Write out exactly what each line says, starting with the first line below and ending on the one with "use repdash_core::connections::ConnectionPayload;".

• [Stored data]

*****

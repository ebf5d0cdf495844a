//! `ReportingApi` over the backend's JSON HTTP interface.

use async_trait::async_trait;
use reqwest::{Client, RequestBuilder, StatusCode, Url};
use serde::de::DeserializeOwned;
use serde::Serialize;
use serde_json::{json, Value};
use thiserror::Error;

use repdash_core::api::{ApiError, ConnectionTestOutcome, ReportingApi, SavedConnection};
use repdash_core::connections::ConnectionPayload;
use repdash_core::dashboard::{Widget, WidgetPlacement, WidgetSuggestion, WidgetSuggestionRequest};
use repdash_core::history::{BulkDeleteOutcome, HistoryRecord};
use repdash_core::query_builder::{
    GeneratedSql, QueryResult, SaveQueryRequest, SavedQuery, SqlExecutionRequest,
    SqlGenerationRequest,
};
use repdash_core::reports::{
    Batch, DiscoveryRequest, KeyOption, ReportTemplate, RunReceipt, RunRequest,
};
use repdash_core::schema::SchemaCatalog;

#[derive(Debug, Error)]
pub enum HttpSetupError {
    #[error("invalid API base URL `{url}`: {reason}")]
    InvalidBaseUrl { url: String, reason: String },
    #[error("failed to build HTTP client: {0}")]
    Client(#[from] reqwest::Error),
}

#[derive(Debug, Clone)]
pub struct HttpReportingApi {
    client: Client,
    base_url: Url,
}

impl HttpReportingApi {
    pub fn new(base_url: &str) -> Result<Self, HttpSetupError> {
        let parsed = Url::parse(base_url.trim()).map_err(|error| HttpSetupError::InvalidBaseUrl {
            url: base_url.to_string(),
            reason: error.to_string(),
        })?;
        if parsed.cannot_be_a_base() {
            return Err(HttpSetupError::InvalidBaseUrl {
                url: base_url.to_string(),
                reason: "URL cannot carry a path".to_string(),
            });
        }
        let client = Client::builder()
            .user_agent(concat!("repdash/", env!("CARGO_PKG_VERSION")))
            .build()?;
        Ok(Self {
            client,
            base_url: parsed,
        })
    }

    #[must_use]
    pub fn base_url(&self) -> &Url {
        &self.base_url
    }

    /// Appends percent-encoded path segments to the base URL.
    fn endpoint(&self, segments: &[&str]) -> Result<Url, ApiError> {
        let mut url = self.base_url.clone();
        url.path_segments_mut()
            .map_err(|()| ApiError::new(format!("{} cannot carry a path", self.base_url)))?
            .pop_if_empty()
            .extend(segments);
        Ok(url)
    }

    async fn send_json<T: DeserializeOwned>(&self, request: RequestBuilder) -> Result<T, ApiError> {
        let response = Self::send(request).await?;
        response
            .json::<T>()
            .await
            .map_err(|error| ApiError::new(format!("unexpected response from backend: {error}")))
    }

    async fn send_empty(&self, request: RequestBuilder) -> Result<(), ApiError> {
        Self::send(request).await.map(|_| ())
    }

    async fn send(request: RequestBuilder) -> Result<reqwest::Response, ApiError> {
        let response = request.send().await.map_err(|error| {
            tracing::debug!(%error, "backend request failed to complete");
            ApiError::new(format!("backend unreachable: {error}"))
        })?;
        let status = response.status();
        if status.is_success() {
            return Ok(response);
        }

        let body = response.text().await.unwrap_or_default();
        let message = error_message(status, &body);
        tracing::debug!(status = status.as_u16(), message, "backend returned an error");
        Err(ApiError::with_status(status.as_u16(), message))
    }

    async fn get<T: DeserializeOwned>(&self, segments: &[&str]) -> Result<T, ApiError> {
        let url = self.endpoint(segments)?;
        self.send_json(self.client.get(url)).await
    }

    async fn post<B: Serialize + ?Sized + Sync, T: DeserializeOwned>(
        &self,
        segments: &[&str],
        body: &B,
    ) -> Result<T, ApiError> {
        let url = self.endpoint(segments)?;
        self.send_json(self.client.post(url).json(body)).await
    }

    async fn delete(&self, segments: &[&str]) -> Result<(), ApiError> {
        let url = self.endpoint(segments)?;
        self.send_empty(self.client.delete(url)).await
    }
}

/// Human-readable failure text: `detail`, `message` or `error` from a JSON
/// body, else the status line.
#[must_use]
pub fn error_message(status: StatusCode, body: &str) -> String {
    let from_body = serde_json::from_str::<Value>(body)
        .ok()
        .and_then(|value| {
            ["detail", "message", "error"]
                .iter()
                .find_map(|key| value.get(*key).and_then(describe))
        })
        .or_else(|| {
            let trimmed = body.trim();
            (!trimmed.is_empty() && trimmed.len() <= 200 && !trimmed.starts_with('<'))
                .then(|| trimmed.to_string())
        });

    from_body.unwrap_or_else(|| match status.canonical_reason() {
        Some(reason) => format!("{} {reason}", status.as_u16()),
        None => status.as_u16().to_string(),
    })
}

fn describe(value: &Value) -> Option<String> {
    match value {
        Value::String(text) if !text.trim().is_empty() => Some(text.trim().to_string()),
        // Validation errors arrive as a list of {msg, loc} objects.
        Value::Array(items) => {
            let parts: Vec<String> = items
                .iter()
                .filter_map(|item| item.get("msg").and_then(describe).or_else(|| describe(item)))
                .collect();
            (!parts.is_empty()).then(|| parts.join("; "))
        }
        Value::Object(_) => value.get("message").and_then(describe),
        _ => None,
    }
}

#[async_trait]
impl ReportingApi for HttpReportingApi {
    async fn test_connection(
        &self,
        payload: &ConnectionPayload,
    ) -> Result<ConnectionTestOutcome, ApiError> {
        self.post(&["connections", "test"], payload).await
    }

    async fn save_connection(
        &self,
        payload: &ConnectionPayload,
        remote_id: Option<&str>,
    ) -> Result<SavedConnection, ApiError> {
        match remote_id {
            Some(remote_id) => {
                let url = self.endpoint(&["connections", remote_id])?;
                self.send_json(self.client.put(url).json(payload)).await
            }
            None => self.post(&["connections"], payload).await,
        }
    }

    async fn delete_connection(&self, remote_id: &str) -> Result<(), ApiError> {
        self.delete(&["connections", remote_id]).await
    }

    async fn healthcheck(&self, remote_id: &str) -> Result<ConnectionTestOutcome, ApiError> {
        self.post(&["connections", remote_id, "healthcheck"], &json!({}))
            .await
    }

    async fn fetch_schema(&self, remote_id: &str) -> Result<SchemaCatalog, ApiError> {
        self.get(&["connections", remote_id, "schema"]).await
    }

    async fn list_templates(&self) -> Result<Vec<ReportTemplate>, ApiError> {
        self.get(&["templates"]).await
    }

    async fn delete_template(&self, template_id: &str) -> Result<(), ApiError> {
        self.delete(&["templates", template_id]).await
    }

    async fn fetch_key_options(&self, template_id: &str) -> Result<Vec<KeyOption>, ApiError> {
        self.get(&["templates", template_id, "keys"]).await
    }

    async fn discover_batches(&self, request: &DiscoveryRequest) -> Result<Vec<Batch>, ApiError> {
        self.post(&["reports", "discover"], request).await
    }

    async fn run_report(&self, request: &RunRequest) -> Result<RunReceipt, ApiError> {
        self.post(&["reports", "run"], request).await
    }

    async fn job_status(&self, job_id: &str) -> Result<RunReceipt, ApiError> {
        self.get(&["reports", "jobs", job_id]).await
    }

    async fn list_history(&self) -> Result<Vec<HistoryRecord>, ApiError> {
        self.get(&["history"]).await
    }

    async fn delete_history(&self, ids: &[String]) -> Result<BulkDeleteOutcome, ApiError> {
        self.post(&["history", "bulk-delete"], &json!({ "ids": ids }))
            .await
    }

    async fn generate_sql(
        &self,
        request: &SqlGenerationRequest,
    ) -> Result<GeneratedSql, ApiError> {
        self.post(&["query", "generate"], request).await
    }

    async fn execute_sql(&self, request: &SqlExecutionRequest) -> Result<QueryResult, ApiError> {
        self.post(&["query", "execute"], request).await
    }

    async fn save_query(&self, request: &SaveQueryRequest) -> Result<SavedQuery, ApiError> {
        self.post(&["query", "save"], request).await
    }

    async fn suggest_widgets(
        &self,
        request: &WidgetSuggestionRequest,
    ) -> Result<Vec<WidgetSuggestion>, ApiError> {
        self.post(&["widgets", "suggest"], request).await
    }

    async fn layout_widgets(&self, widgets: &[Widget]) -> Result<Vec<WidgetPlacement>, ApiError> {
        self.post(&["widgets", "layout"], &json!({ "widgets": widgets }))
            .await
    }

    async fn probe(&self) -> Result<(), ApiError> {
        let url = self.endpoint(&["health"])?;
        self.send_empty(self.client.get(url)).await
    }
}

#[cfg(test)]
mod tests {
    use reqwest::StatusCode;

    use super::{error_message, HttpReportingApi, HttpSetupError};

    #[test]
    fn endpoint_joins_and_encodes_segments() {
        let api = HttpReportingApi::new("http://127.0.0.1:8000/api/").expect("valid base");
        let url = api
            .endpoint(&["connections", "local 1", "schema"])
            .expect("endpoint");
        assert_eq!(
            url.as_str(),
            "http://127.0.0.1:8000/api/connections/local%201/schema"
        );

        let bare = HttpReportingApi::new("https://reports.example.com").expect("valid base");
        assert_eq!(
            bare.endpoint(&["history"]).expect("endpoint").as_str(),
            "https://reports.example.com/history"
        );
    }

    #[test]
    fn rejects_unusable_base_urls() {
        assert!(matches!(
            HttpReportingApi::new("not a url"),
            Err(HttpSetupError::InvalidBaseUrl { .. })
        ));
        assert!(matches!(
            HttpReportingApi::new("mailto:ops@example.com"),
            Err(HttpSetupError::InvalidBaseUrl { .. })
        ));
    }

    #[test]
    fn error_message_prefers_detail_then_message_then_error() {
        assert_eq!(
            error_message(StatusCode::BAD_REQUEST, r#"{"detail":"Template is in use"}"#),
            "Template is in use"
        );
        assert_eq!(
            error_message(StatusCode::CONFLICT, r#"{"message":"Name taken","error":"x"}"#),
            "Name taken"
        );
        assert_eq!(
            error_message(StatusCode::INTERNAL_SERVER_ERROR, r#"{"error":"boom"}"#),
            "boom"
        );
    }

    #[test]
    fn error_message_flattens_validation_lists() {
        let body = r#"{"detail":[{"loc":["body","port"],"msg":"port out of range"},{"msg":"host required"}]}"#;
        assert_eq!(
            error_message(StatusCode::UNPROCESSABLE_ENTITY, body),
            "port out of range; host required"
        );
    }

    #[test]
    fn error_message_falls_back_to_status_line() {
        assert_eq!(error_message(StatusCode::BAD_GATEWAY, ""), "502 Bad Gateway");
        assert_eq!(
            error_message(StatusCode::SERVICE_UNAVAILABLE, "<html>down</html>"),
            "503 Service Unavailable"
        );
        assert_eq!(error_message(StatusCode::FORBIDDEN, "nope"), "nope");
    }
}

*****

• [Answer space]
repository ebf5d0cdf495844a
//! `ReportingApi` over the backend's JSON HTTP interface.

use async_trait::async_trait;
use reqwest::{Client, RequestBuilder, StatusCode, Url};
use serde::de::DeserializeOwned;
use serde::Serialize;
use serde_json::{json, Value};
use thiserror::Error;

use repdash_core::api::{ApiError, ConnectionTestOutcome, ReportingApi, SavedConnection};
use repdash_core::connections::ConnectionPayload;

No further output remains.